Mesin yang sering digunakan di kapal Inka Mina berjenis YC6A170C untuk kapal dengan ukuran 30 GT. Mesin seharga Rp 25 juta itu, kata Semmy, layak pakai dan tidak bermasalah. "Bila dalam perjalanannya mesin mengalami kerusakan, perusahaannya juga menyediakan sparepart aslinya," tutur Semmy. Soal klaim mesin itu boros dan sering ngadat, menurut dia, itu terjadi karena ada oknum penguasaha kapal yang nakal tidak menggunakan mesin secara utuh. "Beberapa bagian mesin diambil dari mesin lain," katanya.
 
Semmy juga membantah tudingan bahwa perusahaan itu dimiliki kerabat petinggi KKP. "Ini yang punya orang Cina Semarang," ungkapnya. Soal kerja sama, Semmy bilang, perusahaan yang berdiri 10 tahun itu sering menang tender di kementerian dan lembaga pemerintah. Selain KKP, ada juga Kesatuan Penjaga Laut dan Pantai, polisi air, Kemenkominfo, dan Kementerian Perhubungan.
 
***
 
Pihak KKP sendiri mengakui bahwa pelaksanaan proyek ini perlu dibenahi di sana-sini. Kepada GATRA, Direktur Kapal Perikanan dan Penangkap Ikan, Muhammad Zaini, mengatakan bahwa pihaknya sudah membenahi pedoman pembangunan kapal Inka Mina untuk tahun 2013. Salah satunya, penetapan kelompok usaha bersama (KUB) nelayan yang akan menerima bantuan. KUB ini akan ikut mengawasi pembangunan kapal.
 
KUB akan menentukan apakah kapal akan dibangun dengan bahan fiber atau kayu. Jenis fiber-nya pun ditentukan oleh KKP, yaitu marine fibreglass, serta kayu jenis awet I-II dan kelas kuat I-II. Termasuk kayu jenis itu adalah merbau, bengkirai, dan keranji. Mesin juga ditetapkan harus mesin laut baru, bukan modifikasi, yang memiliki jaminan purnajual minimal satu tahun serta ketersediaan suku cadang selama lima tahun.
 
Untuk menjamin kesiapan KUB menerima kapal dan beroperasi, pihak KKP menginstruksikan pula agar biaya melaut dicantumkan dalam kontrak. "Biaya melaut harus diberikan melalui cash. Kalau di kontrak Rp 30 juta, ya, kami kasih segitu. Kami masukkan itu di biaya fishing trial.
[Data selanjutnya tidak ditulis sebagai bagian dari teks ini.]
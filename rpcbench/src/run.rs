use std::sync::Arc;

use anyhow::Context as _;
use rpcbench_core::{Coordinator, plan_kinds};
use rpcbench_rpc::RpcClient;

use crate::cli::RunArgs;
use crate::config_file::{self, ConfigFile, RunSettings};
use crate::exit_codes::ExitCode;
use crate::invoker::RpcInvoker;
use crate::output;
use crate::run_error::RunError;

pub async fn run(args: RunArgs) -> Result<ExitCode, RunError> {
    let out = output::formatter(args.output);

    let file = match &args.config {
        Some(path) => config_file::load(path)
            .await
            .map_err(RunError::InvalidInput)?,
        None => ConfigFile::default(),
    };
    let settings = RunSettings::resolve(&args, file).map_err(RunError::InvalidInput)?;

    let client = RpcClient::new(&settings.url, settings.api_key.as_deref())
        .with_context(|| format!("invalid target RPC URL: {}", settings.url))
        .map_err(RunError::InvalidInput)?
        .with_timeout(args.request_timeout);
    let target = client.display_url().to_string();

    let input = settings.source.load().await.map_err(RunError::from_core)?;
    let plans = plan_kinds(&settings.options, &input).map_err(RunError::from_core)?;

    out.print_header(&target, input.len(), &plans);

    let mut coordinator = Coordinator::new(Arc::new(RpcInvoker::new(client)));
    if let Some(progress) = out.progress() {
        coordinator = coordinator.with_progress(progress);
    }

    let stop = coordinator.stop_signal();
    let interrupt = tokio::spawn(async move {
        if tokio::signal::ctrl_c().await.is_ok() {
            tracing::warn!("interrupted, draining in-flight calls");
            stop.stop();
        }
    });

    let report = coordinator.execute(plans).await;
    interrupt.abort();
    let report = report.map_err(RunError::from_core)?;

    out.print_summary(&report)
        .map_err(RunError::RuntimeError)?;

    for (method, error) in report.failed() {
        eprintln!("method {method} failed: {error}");
    }

    Ok(ExitCode::from_report(&report))
}
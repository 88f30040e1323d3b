use std::future::Future;
use std::sync::Arc;

use super::config::RequestKind;

/// One unit of work against the target, borrowed from the worker's input cursor.
#[derive(Debug, Clone, Copy, PartialEq, Eq)]
pub enum Call<'a> {
    AccountInfo { account: &'a str },
    MultipleAccounts { accounts: &'a [Arc<str>] },
    ProgramAccounts { program: &'a str },
}

impl Call<'_> {
    pub fn kind(&self) -> RequestKind {
        match self {
            Self::AccountInfo { .. } => RequestKind::AccountInfo,
            Self::MultipleAccounts { .. } => RequestKind::MultipleAccounts,
            Self::ProgramAccounts { .. } => RequestKind::ProgramAccounts,
        }
    }

    /// Number of identifiers carried by this call.
    pub fn input_len(&self) -> usize {
        match self {
            Self::AccountInfo { .. } | Self::ProgramAccounts { .. } => 1,
            Self::MultipleAccounts { accounts } => accounts.len(),
        }
    }
}

/// Performs remote calls for the worker pool.
///
/// The pool only looks at `Ok`/`Err` and the wall-clock time spent awaiting the
/// returned future; response payloads are never interpreted.
pub trait Invoker: Send + Sync + 'static {
    type Error: std::error::Error + Send + Sync + 'static;

    fn invoke(&self, call: Call<'_>) -> impl Future<Output = Result<(), Self::Error>> + Send;
}

/// Adapts a closure into an [`Invoker`]. The closure's future must not borrow the call.
pub struct FnInvoker<F> {
    f: F,
}

impl<F, Fut, E> FnInvoker<F>
where
    F: Fn(Call<'_>) -> Fut + Send + Sync + 'static,
    Fut: Future<Output = Result<(), E>> + Send,
    E: std::error::Error + Send + Sync + 'static,
{
    pub fn new(f: F) -> Self {
        Self { f }
    }
}

impl<F, Fut, E> Invoker for FnInvoker<F>
where
    F: Fn(Call<'_>) -> Fut + Send + Sync + 'static,
    Fut: Future<Output = Result<(), E>> + Send,
    E: std::error::Error + Send + Sync + 'static,
{
    type Error = E;

    fn invoke(&self, call: Call<'_>) -> impl Future<Output = Result<(), E>> + Send {
        (self.f)(call)
    }
}

impl<F> std::fmt::Debug for FnInvoker<F> {
    fn fmt(&self, f: &mut std::fmt::Formatter<'_>) -> std::fmt::Result {
        f.debug_struct("FnInvoker").finish_non_exhaustive()
    }
}

#[cfg(test)]
mod tests {
    use super::*;

    #[test]
    fn call_reports_kind_and_len() {
        let batch: Vec<Arc<str>> = vec![Arc::from("A"), Arc::from("B")];
        let call = Call::MultipleAccounts { accounts: &batch };
        assert_eq!(call.kind(), RequestKind::MultipleAccounts);
        assert_eq!(call.input_len(), 2);

        let call = Call::ProgramAccounts { program: "P" };
        assert_eq!(call.kind(), RequestKind::ProgramAccounts);
        assert_eq!(call.input_len(), 1);
    }
}
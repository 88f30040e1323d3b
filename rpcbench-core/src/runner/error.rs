pub type Result<T> = std::result::Result<T, Error>;

#[derive(Debug, thiserror::Error)]
pub enum Error {
    #[error("task join error: {0}")]
    Join(#[from] tokio::task::JoinError),

    #[error("`concurrency` must be a positive integer")]
    InvalidConcurrency,

    #[error("`duration` must be a positive duration")]
    InvalidDuration,

    #[error("input set is empty (provide at least one address)")]
    EmptyInput,

    #[error(
        "unknown request kind `{0}` (expected `getAccountInfo`, `getMultipleAccounts`, or `getProgramAccounts`)"
    )]
    UnknownKind(String),

    #[error("request kind `{0}` is listed more than once")]
    DuplicateKind(String),

    #[error("no request kinds are enabled")]
    NoKindsEnabled,

    #[error("failed to load input set from `{path}`: {source}")]
    InputSetup {
        path: String,
        #[source]
        source: std::io::Error,
    },

    #[error("worker pool for `{0}` panicked")]
    PoolPanicked(String),
}

impl Error {
    /// Errors scoped to a single request kind. Sibling kinds keep running.
    #[must_use]
    pub fn is_configuration(&self) -> bool {
        matches!(
            self,
            Self::InvalidConcurrency
                | Self::InvalidDuration
                | Self::EmptyInput
                | Self::UnknownKind(_)
                | Self::DuplicateKind(_)
        )
    }
}

#[cfg(test)]
mod tests {
    use super::*;

    #[test]
    fn configuration_errors_are_kind_scoped() {
        assert!(Error::EmptyInput.is_configuration());
        assert!(Error::InvalidConcurrency.is_configuration());
        assert!(Error::UnknownKind("getSlot".to_string()).is_configuration());
        assert!(!Error::NoKindsEnabled.is_configuration());
    }
}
Jadi, sekaligus digunakan untuk modal awal supaya tidak ada kendala lagi untuk memulai usaha," kata Zaini.
 
Ia juga membantah tudingan bahwa dalam proyek ini terjadi banyak penyimpangan anggaran dan mark-up. "Hasil temuan BPK, sangat sedikit yang ditemui karena penyimpangan speks. Yang ada adalah keterlambatan pengiriman atau surat izin melaut," ujar Zaini.
 
Ia menilai, meskipun ada kekurangan, tujuan program ini mulia. Karena itu, pelaksanaannya harus terus didorong. "Program Inka Mina ini, saya berharap, tidak muluk-muluk, 70% saja keberhasilannya. Saya katakan berhasil kalau nelayannya mendapat penghasilan per bulan minimal Rp 2,5 juta. Itu target saya," katanya.